Il nostro stile, lo confesso, è originale, senz’alcun ornamento;
perciò potrò da te, lettore, essere scusato per questa mia
imperizia, soprattutto perché con questo metodo semplice e con
perspicace brevità ho voluto e dovuto rivolgermi al popolo e alla
massa di Sacerdoti inesperti. Adottiamo questo metodo perché c’è
l’intenzione di istruire i sacerdoti e gli assistenti innanzitutto
sui rudimenti della Fede, poi sul sacramento dell’Ordine, in terzo
luogo sull’Eucarestia e il sacrificio della Messa, nel quarto di
tutti i sacramenti, tranne della Penitenza. Inoltre, essendo il
chierico tenuto a recitare l’ufficio divino, abbiamo trattato di
conseguenza delle Ore canoniche; nel sesto dei benefici che sono
stati istituiti per gli stessi chierici, giacché chi serve
all’altare dell’altare deve vivere.
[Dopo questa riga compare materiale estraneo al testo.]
fn candidate_splits(
    protocol: &str,
    branch_idxs: &[usize],
    branches: &[IndexMap<Role, LocalType>],
    roles: &[Role],
    tables: &HashMap<Role, FixpointTables>,
) -> Vec<(Vec<usize>, Vec<usize>)> {
    let n = branch_idxs.len();
    let uf = UnionFind::new(n);
    let pos_of: HashMap<usize, usize> = branch_idxs.iter().enumerate().map(|(p, &b)| (b, p)).collect();

    let bag_first = |r: &Role| -> HashSet<Action> {
        let mut acc = HashSet::new();
        for &i in branch_idxs {
            if let Some(lt) = branches[i].get(r) {
                acc.extend(tables[r].first(r, lt).unwrap_or_default());
            }
        }
        acc
    };
    let bags: HashMap<Role, HashSet<Action>> = roles.iter().map(|r| (r.clone(), bag_first(r))).collect();

    for r in roles {
        // Branches that agree on `r`'s first-action set, where that set
        // differs from the whole bag's, share a distinguishing role and so
        // are unioned into the same candidate group.
        let mut by_fi: HashMap<Vec<Action>, Vec<usize>> = HashMap::new();
        for &i in branch_idxs {
            let Some(lt) = branches[i].get(r) else { continue };
            let Ok(fi) = tables[r].first(r, lt) else { continue };
            if fi != bags[r] {
                let mut key: Vec<Action> = fi.into_iter().collect();
                key.sort_by(|a, b| a.to_string().cmp(&b.to_string()));
                by_fi.entry(key).or_default().push(i);
            }
        }
        for group in by_fi.values() {
            for w in group.windows(2) {
                uf.union(pos_of[&w[0]], pos_of[&w[1]]);
            }
        }
    }

    let mut groups: HashMap<usize, Vec<usize>> = HashMap::new();
    for &i in branch_idxs {
        groups.entry(uf.find(pos_of[&i])).or_default().push(i);
    }
    let components: Vec<Vec<usize>> = groups.into_values().collect();

    let mut out = Vec::new();
    if components.len() >= 2 {
        let k = components.len();
        for mask in 1..(1u32 << k) - 1 {
            let mut p1 = Vec::new();
            let mut p2 = Vec::new();
            for (idx, comp) in components.iter().enumerate() {
                if mask & (1 << idx) != 0 {
                    p1.extend(comp.iter().copied());
                } else {
                    p2.extend(comp.iter().copied());
                }
            }
            out.push((p1, p2));
        }
    }

    if n <= 12 {
        for mask in 1..(1u32 << n) - 1 {
            let mut p1 = Vec::new();
            let mut p2 = Vec::new();
            for (pos, &b) in branch_idxs.iter().enumerate() {
                if mask & (1 << pos) != 0 {
                    p1.push(b);
                } else {
                    p2.push(b);
                }
            }
            out.push((p1, p2));
        }
    }

    // A singleton group is trivially "projectable" in isolation (there is no
    // choice left to make), but that alone never gives any role a way to
    // tell it apart from its sibling group — so a split is only a real
    // admissible partition, not a rejection in disguise, when both halves
    // still contain an actual choice. Beyond that, keep only splits that
    // satisfy the admissibility bound, and try the ones that would leave the
    // fewest roles as leaders first.
    let mut scored: Vec<(usize, (Vec<usize>, Vec<usize>))> = out
        .into_iter()
        .filter(|(p1, p2)| p1.len() >= 2 && p2.len() >= 2)
        .filter(|(p1, p2)| admissible_split(protocol, p1, p2, branches, roles, tables))
        .filter_map(|(p1, p2)| {
            let l1 = compute_leaders(protocol, &p1, branches, roles, tables).ok()?.len();
            let l2 = compute_leaders(protocol, &p2, branches, roles, tables).ok()?.len();
            Some((l1 + l2, (p1, p2)))
        })
        .collect();
    scored.sort_by_key(|(score, _)| *score);

    let mut seen: HashSet<(Vec<usize>, Vec<usize>)> = HashSet::new();
    scored
        .into_iter()
        .filter(|(_, (p1, p2))| {
            let mut a = p1.clone();
            a.sort_unstable();
            let mut b = p2.clone();
            b.sort_unstable();
            let key = if a <= b { (a, b) } else { (b, a) };
            seen.insert(key)
        })
        .map(|(_, pair)| pair)
        .collect()
}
Nel settimo abbiamo trattato per
connessione del sacramento delle Penitenze e nell’ottavo delle
azioni umane e del peccato come materia riprovevole di questo
sacramento; nel nono abbiamo discusso delle leggi: Nel decimo dei
precetti della Chiesa, per le ragioni citate all’inizio dei medesimi
Trattati e nell’undicesimo dei precetti del decalogo.
Con queste materia abbiamo terminato il primo volume perché non si
dilatasse all’infinito.
A
completamento di tutti gli argomenti è il secondo volume, nel quale
in primo luogo tratteremo dell’acquisizione delle proprietà e dei
contratti e nello stesso tempo spiegheremo la materia delle gabelle
e dell’usura; in secondo luogo diremo delle ultime volontà; poi
della restituzione, nel quarto delle censure, nel quinto delle
sentenze, nel sesto tratteremo del vescovo e della sua funzione e
così pure del consiglio provinciale, del sinodo diocesano,
dell’ufficio del vicario e di tutto ciò che concerne l’attività del
vescovo. Nel settimo tratteremo in modo particolare di vari
argomenti canonici, come la vendita dei beni della chiesa, la
libertà, l’unità ecclesiastica e quant’altro non spiegato nelle
precedenti trattazioni. Nell’ottavo diremo dei Regolari e dei Monaci
e infine, faremo una trattazione particolare della Sacra Teologia
scolastica.
Questi argomenti del secondo Tomo aspettano l’ultima mano, che, se
Dio me lo concede, sarà a breve, prima che questo Tomo sia stampato
e pubblicato.
Stammi bene, lettore cristiano, e sii benevolo verso i nostri studi
e le nostre fatiche.
SUMMAE MOLFESII
Tractatus Primus - De Rudimentis sive Principiis Fidei.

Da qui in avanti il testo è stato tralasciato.